As we saw with the Dasher Hatchback from last week, just because it’s older and in good shape doesn’t automatically mean it’s worth a lot. If it’s a GTI or a Scirocco, sure – sit back with the popcorn and watch the bids roll in, but that Dasher? It sold for $1,600. Admittedly, it needed at least that amount and probably more in mechanical freshening, but still – you’re looking at a unique classic for well under $5,000 all in.

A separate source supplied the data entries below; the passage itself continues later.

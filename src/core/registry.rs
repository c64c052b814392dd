//! Bin registry
//!
//! Issues external bin identifiers, renders the QR payload that encodes
//! them, and resolves scanned identifiers back to active bins. Built on
//! the entity store specialized to bins.

use crate::store::{EntityStore, MemoryStore};
use crate::types::{Bin, BinInput, BinPatch, RecordId, RewardsError};
use base64::engine::general_purpose::STANDARD;
use base64::Engine as _;
use chrono::Utc;
use rand::distributions::Alphanumeric;
use rand::Rng;
use std::sync::Arc;

/// Registry of physical bins
///
/// Cloneable view over the shared bin collection; clones see the same
/// underlying records.
#[derive(Debug, Clone)]
pub struct BinRegistry {
    bins: Arc<MemoryStore<Bin>>,
}

impl BinRegistry {
    /// Create a registry over the shared bin collection
    pub fn new(bins: Arc<MemoryStore<Bin>>) -> Self {
        BinRegistry { bins }
    }

    /// Register a new bin
    ///
    /// Generates the external identifier, renders its QR payload, marks
    /// the bin active, and persists it. The returned record carries the
    /// generated identifier and payload for the admin client to print.
    pub fn register(&self, input: BinInput) -> Bin {
        let bin_id = generate_bin_id();
        let qr_code = placeholder_qr(&bin_id);
        self.bins
            .insert(Bin::new(bin_id, input.location, input.accepted_types, qr_code))
    }

    /// Resolve an external identifier to its active bin
    ///
    /// This is the read path used during a scan: inactive bins do not
    /// resolve, so a retired bin behaves exactly like an unknown one.
    pub fn resolve(&self, bin_id: &str) -> Option<Bin> {
        self.bins
            .find(|bin| bin.bin_id == bin_id && bin.active)
    }

    /// Fetch a bin by record identity (admin read path, ignores `active`)
    pub fn get(&self, id: &RecordId) -> Option<Bin> {
        self.bins.get(id)
    }

    /// All bins, newest-first (admin listing, includes inactive)
    pub fn list(&self) -> Vec<Bin> {
        self.bins.filter(|_| true)
    }

    /// Apply a partial update; silent no-op when the id is absent
    pub fn update(&self, id: &RecordId, patch: BinPatch) -> Result<Option<Bin>, RewardsError> {
        self.bins.update(id, |bin| {
            bin.merge(patch);
            Ok(())
        })
    }

    /// Remove a bin, reporting whether it was present
    pub fn remove(&self, id: &RecordId) -> bool {
        self.bins.remove(id)
    }
}

/// Generate an external bin identifier
///
/// `BIN-<unix millis>-<5 uppercase alphanumerics>`. Unique in practice but
/// not cryptographically so; a collision would need two registrations in
/// the same millisecond drawing the same suffix.
fn generate_bin_id() -> String {
    let suffix: String = rand::thread_rng()
        .sample_iter(&Alphanumeric)
        .take(5)
        .map(char::from)
        .collect();
    format!(
        "BIN-{}-{}",
        Utc::now().timestamp_millis(),
        suffix.to_ascii_uppercase()
    )
}

/// Render the QR payload for a bin identifier
///
/// A small SVG carrying the identifier as text, encoded as a base64 data
/// URI. Stands in for a real QR rasterizer; scanners in this codebase
/// only ever read the identifier back out of the payload.
pub(crate) fn placeholder_qr(bin_id: &str) -> String {
    let svg = format!(
        r##"<svg xmlns="http://www.w3.org/2000/svg" width="240" height="240">
  <rect width="100%" height="100%" fill="#e2e8f0"/>
  <text x="50%" y="50%" dominant-baseline="middle" text-anchor="middle"
    font-size="16" font-family="Arial" fill="#0f172a">{bin_id}</text>
</svg>"##
    );
    format!("data:image/svg+xml;base64,{}", STANDARD.encode(svg))
}
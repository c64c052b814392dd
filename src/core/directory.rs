//! User directory
//!
//! Registration and credential checks over the shared user collection.
//! Credentials are stored as a salted SHA-256 hash; profiles returned to
//! clients never carry the hash.

use crate::store::{EntityStore, MemoryStore};
use crate::types::{RecordId, RewardsError, User, UserInput, UserProfile};
use base64::engine::general_purpose::STANDARD;
use base64::Engine as _;
use rand::Rng;
use sha2::{Digest, Sha256};
use std::sync::{Arc, Mutex};

/// Directory of registered accounts
///
/// Cloneable view over the shared user collection.
#[derive(Debug, Clone)]
pub struct UserDirectory {
    users: Arc<MemoryStore<User>>,
    /// Serializes the email-uniqueness check against the insert so two
    /// concurrent registrations cannot both claim the same address.
    registration: Arc<Mutex<()>>,
}

impl UserDirectory {
    /// Create a directory over the shared user collection
    pub fn new(users: Arc<MemoryStore<User>>) -> Self {
        UserDirectory {
            users,
            registration: Arc::new(Mutex::new(())),
        }
    }

    /// Register a new account
    ///
    /// Email, password, and name are required; the email must not already
    /// be registered. The credential is hashed before the record is
    /// stored and the wallet starts at zero.
    pub fn register(&self, input: UserInput) -> Result<User, RewardsError> {
        if input.email.is_empty() {
            return Err(RewardsError::missing_field("email"));
        }
        if input.password.is_empty() {
            return Err(RewardsError::missing_field("password"));
        }
        if input.name.is_empty() {
            return Err(RewardsError::missing_field("name"));
        }

        let _guard = self
            .registration
            .lock()
            .map_err(|_| RewardsError::internal("registration lock poisoned"))?;

        if self.find_by_email(&input.email).is_some() {
            return Err(RewardsError::email_taken(&input.email));
        }

        let password_hash = hash_password(&input.password);
        Ok(self
            .users
            .insert(User::new(input.email, password_hash, input.name, input.phone)))
    }

    /// Check credentials and return the account's public profile
    ///
    /// An unknown email and a wrong password are indistinguishable to the
    /// caller.
    pub fn login(&self, email: &str, password: &str) -> Result<UserProfile, RewardsError> {
        if email.is_empty() {
            return Err(RewardsError::missing_field("email"));
        }
        if password.is_empty() {
            return Err(RewardsError::missing_field("password"));
        }

        let user = self
            .find_by_email(email)
            .ok_or(RewardsError::InvalidCredentials)?;

        if !verify_password(password, &user.password_hash) {
            return Err(RewardsError::InvalidCredentials);
        }

        Ok(UserProfile::from(user))
    }

    /// Fetch an account by record identity
    pub fn get(&self, id: &RecordId) -> Option<User> {
        self.users.get(id)
    }

    /// Fetch an account by email
    pub fn find_by_email(&self, email: &str) -> Option<User> {
        self.users.find(|user| user.email == email)
    }
}

/// Hash a credential with a fresh random salt
///
/// Format: `<base64 salt>$<base64 sha256(salt || password)>`.
pub(crate) fn hash_password(password: &str) -> String {
    let salt: [u8; 16] = rand::thread_rng().gen();
    let digest = Sha256::new()
        .chain_update(salt)
        .chain_update(password.as_bytes())
        .finalize();
    format!("{}${}", STANDARD.encode(salt), STANDARD.encode(digest))
}

/// Check a credential against a stored salted hash
///
/// Malformed stored values never verify.
fn verify_password(password: &str, stored: &str) -> bool {
    let Some((salt_b64, digest_b64)) = stored.split_once('$') else {
        return false;
    };
    let Ok(salt) = STANDARD.decode(salt_b64) else {
        return false;
    };
    let digest = Sha256::new()
        .chain_update(&salt)
        .chain_update(password.as_bytes())
        .finalize();
    STANDARD.encode(digest) == digest_b64
}

#[cfg(test)]
mod tests {
    use super::*;
    use rstest::rstest;
    use rust_decimal::Decimal;

    fn directory() -> UserDirectory {
        UserDirectory::new(Arc::new(MemoryStore::new()))
    }

    fn sample_input() -> UserInput {
        UserInput {
            email: "eco.user@example.com".to_string(),
            password: "password123".to_string(),
            name: "Eco Warrior".to_string(),
            phone: Some("+91 90000 00000".to_string()),
        }
    }

    #[test]
    fn test_register_creates_account_with_zero_wallet() {
        let directory = directory();

        let user = directory.register(sample_input()).unwrap();

        assert_eq!(user.email, "eco.user@example.com");
        assert_eq!(user.wallet_balance, Decimal::ZERO);
        // Stored hash is salted, never the plaintext
        assert_ne!(user.password_hash, "password123");
        assert!(user.password_hash.contains('$'));
    }

    #[test]
    fn test_duplicate_email_conflicts_and_first_record_survives() {
        let directory = directory();
        let first = directory.register(sample_input()).unwrap();

        let mut second = sample_input();
        second.name = "Impostor".to_string();
        let result = directory.register(second);

        assert!(matches!(result, Err(RewardsError::EmailTaken { .. })));
        let stored = directory.get(&first.id).unwrap();
        assert_eq!(stored.name, "Eco Warrior");
    }

    #[rstest]
    #[case::email("", "password123", "Eco Warrior", "email")]
    #[case::password("eco.user@example.com", "", "Eco Warrior", "password")]
    #[case::name("eco.user@example.com", "password123", "", "name")]
    fn test_register_requires_fields(
        #[case] email: &str,
        #[case] password: &str,
        #[case] name: &str,
        #[case] field: &str,
    ) {
        let result = directory().register(UserInput {
            email: email.to_string(),
            password: password.to_string(),
            name: name.to_string(),
            phone: None,
        });

        match result {
            Err(RewardsError::MissingField { field: missing }) => assert_eq!(missing, field),
            other => panic!("Expected MissingField, got {:?}", other),
        }
    }

    #[test]
    fn test_login_returns_profile_without_hash() {
        let directory = directory();
        let user = directory.register(sample_input()).unwrap();

        let profile = directory
            .login("eco.user@example.com", "password123")
            .unwrap();

        assert_eq!(profile.id, user.id);
        assert_eq!(profile.name, "Eco Warrior");
    }

    #[test]
    fn test_login_rejects_wrong_password() {
        let directory = directory();
        directory.register(sample_input()).unwrap();

        let result = directory.login("eco.user@example.com", "letmein");
        assert_eq!(result, Err(RewardsError::InvalidCredentials));
    }

    #[test]
    fn test_login_rejects_unknown_email() {
        let result = directory().login("nobody@example.com", "password123");
        assert_eq!(result, Err(RewardsError::InvalidCredentials));
    }

    #[test]
    fn test_hash_verify_round_trip() {
        let stored = hash_password("password123");

        assert!(verify_password("password123", &stored));
        assert!(!verify_password("password124", &stored));
    }

    #[test]
    fn test_hashes_are_salted() {
        // Same password, different salts, different hashes
        assert_ne!(hash_password("password123"), hash_password("password123"));
    }

    #[test]
    fn test_malformed_stored_hash_never_verifies() {
        assert!(!verify_password("password123", "no-separator"));
        assert!(!verify_password("password123", "!!!$???"));
    }
}
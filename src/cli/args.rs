use crate::strategy::BatchConfig;
use clap::{Parser, ValueEnum};
use std::path::PathBuf;

/// Replay disposal scan events and settle wallet rewards
#[derive(Parser, Debug)]
#[command(name = "rewards-engine")]
#[command(about = "Replay disposal scan events and settle wallet rewards", long_about = None)]
pub struct CliArgs {
    /// Input CSV file path containing scan events (bin, product, user)
    #[arg(value_name = "INPUT", help = "Path to the input CSV file")]
    pub input_file: PathBuf,

    /// Processing strategy to use for settling scan events
    #[arg(
        long = "strategy",
        value_name = "STRATEGY",
        default_value = "async",
        help = "Processing strategy: 'sync' for synchronous or 'async' for asynchronous"
    )]
    pub strategy: StrategyType,

    /// Number of scan events per batch (async mode only)
    #[arg(
        long = "batch-size",
        value_name = "SIZE",
        help = "Number of scan events per batch (default: 1000)"
    )]
    pub batch_size: Option<usize>,

    /// Maximum number of concurrent settlement workers (async mode only)
    #[arg(
        long = "max-concurrent",
        value_name = "COUNT",
        help = "Maximum number of settlement workers (default: CPU cores)"
    )]
    pub max_concurrent_batches: Option<usize>,
}

/// Available processing strategies for scan replay
#[derive(Clone, Debug, ValueEnum)]
pub enum StrategyType {
    Sync,
    Async,
}

impl CliArgs {
    /// Create a BatchConfig from CLI arguments
    ///
    /// Uses the CLI values when provided, falling back to defaults.
    /// Zero values are rejected by `BatchConfig::new` with a logged
    /// warning and replaced by defaults.
    pub fn to_batch_config(&self) -> BatchConfig {
        if self.batch_size.is_some() || self.max_concurrent_batches.is_some() {
            let default = BatchConfig::default();
            BatchConfig::new(
                self.batch_size.unwrap_or(default.batch_size),
                self.max_concurrent_batches
                    .unwrap_or(default.max_concurrent_batches),
            )
        } else {
            BatchConfig::default()
        }
    }
}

Today is another such beast, and like the Dasher, it’s a niche car that most will probably pass over for the more exciting metal. But this is one trick little bit of kit as you look a little closer. A1 Jettas are pretty rare to begin with, and this is a claimed rust-free example – always a good place to start. Euro bumpers slim down the look while Corrado Sebrings and a lowered ride height beef it up, but the clean presentation is really highlighted by the rare drivetrain – the CY turbocharged diesel inline-4 mated to a 5-speed manual transmission, good for 68 horsepower and 98 lb.ft of torque. This motor was also briefly available in the first generation Audi 4000. The 10.6 quoted 0-60 time won’t sound particularly exciting, but it was quite a bit quicker than the standard diesel and recorded better fuel economy (Volkswagen claimed it could top 54 mpg!). But the key to this car is the relative obscurity and rarity of the package.